Nevermind, when Greenpeace returned to Australia they were given a pat on the back by the Environment Minister Ian Campbell. He said in Parliament:
“Over summer, we as a nation have witnessed the Greenpeace ship not only visiting the Southern Ocean and running a policy of harassment against the whalers but also, very constructively, sending photographic images of the whale slaughter by the Japanese in the Southern Ocean all around the world. I had the great pleasure of meeting Shane Rattenbury and the Greenpeace team in my office [at Parliament House in Canberra] just before question time. I think other members and senators will have the chance to meet them. I must say that the work they did over the summer was in distinct contrast to the actions of Paul Watson on the Sea Shepherd, who I think set back the cause of whaling by unnecessarily taking potentially illegal action, causing collisions and potentially putting life at risk at sea.”
While the Minister may have preferred the footage from Greenpeace, the Sea Sheperds were also their with cameras rolling.

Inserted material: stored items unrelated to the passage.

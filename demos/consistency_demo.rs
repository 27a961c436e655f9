//! Analyze a synthetic pressure-sensor stream and smooth it
//!
//! Run with `RUST_LOG=debug cargo run --example consistency_demo` to see the
//! per-frame anomaly and correction logs.

use frame_consistency::prelude::*;
use ndarray::Array2;
use rand::prelude::*;
use rand_chacha::ChaCha8Rng;
use rand_distr::{Normal, Uniform};
use tracing::info;
use tracing_subscriber::EnvFilter;

const SIDE: usize = 64;
const FRAMES: usize = 20;
const PERTURBED: [usize; 3] = [5, 12, 18];

fn synthetic_frames(seed: u64) -> anyhow::Result<Vec<Array2<f64>>> {
    let mut rng = ChaCha8Rng::seed_from_u64(seed);
    let noise = Normal::new(0.0, 1e-4)?;
    let shift = Uniform::new(0.5, 1.0);
    let centre = SIDE as f64 / 2.0;
    let base = Array2::from_shape_fn((SIDE, SIDE), |(r, c)| {
        let dr = r as f64 - centre;
        let dc = c as f64 - centre;
        0.005 * (-(dr * dr + dc * dc) / 100.0).exp()
    });

    Ok((0..FRAMES)
        .map(|i| {
            let mut frame = base.mapv(|v| v + noise.sample(&mut rng));
            if PERTURBED.contains(&i) {
                frame.mapv_inplace(|v| v + shift.sample(&mut rng));
            }
            frame
        })
        .collect())
}

fn mean_change(frames: &[Frame]) -> Result<f64> {
    let mut total = 0.0;
    for pair in frames.windows(2) {
        total += pair[1].mean_abs_diff(&pair[0])?;
    }
    Ok(total / (frames.len() - 1) as f64)
}

fn main() -> anyhow::Result<()> {
    tracing_subscriber::fmt()
        .with_env_filter(EnvFilter::try_from_default_env().unwrap_or_else(|_| "info".into()))
        .init();

    let frames = synthetic_frames(42)?;
    info!(frames = frames.len(), side = SIDE, "generated synthetic stream");

    println!("=== Frame Consistency Analysis ===\n");
    let mut analyzer = FrameConsistencyAnalyzer::with_defaults()?;
    for frame in &frames {
        analyzer.add_frame(frame)?;
    }
    let result = analyzer.analyze()?;

    if let Some(summary) = &result.summary_stats {
        println!("Frames analyzed:        {}", summary.total_frames);
        println!("Mean frame difference:  {:.6}", summary.mean_frame_difference);
        println!("Max frame difference:   {:.6}", summary.max_frame_difference);
        println!("Mean stability:         {:.4}", summary.mean_stability);
        println!("Unstable sensors:       {}", summary.unstable_sensors);
        println!("Mean noise power:       {:.6}", summary.mean_noise_power);
        println!("High-noise sensors:     {}", summary.high_noise_sensors);
        println!("Anomaly rate:           {:.2}", summary.anomaly_rate);
    }
    println!(
        "Consistency score:      {} ({})",
        result.consistency_score,
        result.consistency_score.grade()
    );

    println!("\nAnomalous frames:");
    for record in &result.anomaly_frames {
        println!(
            "  frame {:>2}: score {:.2}, mean diff {:.4}, max diff {:.4}",
            record.frame_index, record.anomaly_score, record.mean_difference, record.max_difference
        );
    }

    let stats = analyzer.performance_stats();
    println!(
        "\nHistory: {} frames, ~{} KiB",
        stats.frame_history_size,
        stats.memory_usage_estimate / 1024
    );

    println!("\n=== Frame Correction ===\n");
    let mut filter =
        FrameCorrectionSystem::with_parameters(CorrectionParameters::enabled(0.7, 0.001))?;
    let raw: Vec<Frame> = frames
        .iter()
        .map(|f| f.into_frame().map_err(Error::from))
        .collect::<Result<_>>()?;
    let corrected: Vec<Frame> = frames
        .iter()
        .map(|f| filter.correct_frame(f))
        .collect::<Result<_>>()?;

    let before = mean_change(&raw)?;
    let after = mean_change(&corrected)?;
    let correction = filter.correction_stats();
    println!(
        "Frames corrected:       {}/{}",
        correction.frames_corrected, correction.frames_processed
    );
    println!("Mean change before:     {before:.6}");
    println!("Mean change after:      {after:.6}");
    println!("Reduction:              {:.1}%", (1.0 - after / before) * 100.0);

    Ok(())
}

According to a recent Media Watch program, the Sea Shepherd was paid
$70,000 “a decent chunk of money” to send video footage back to Channel Seven. In fact a deal was done before they had even got to the Antarctic.
Media Watch concluded that:
“Whatever you think about cheque book journalism or whaling – it’s not Seven’s job to help Sea Shepherd stage the news events that Seven is buying exclusive access to!”
Perhaps both Greenpeace and the Sea Sheperd were providing us with a form of reality television dressed-up as news?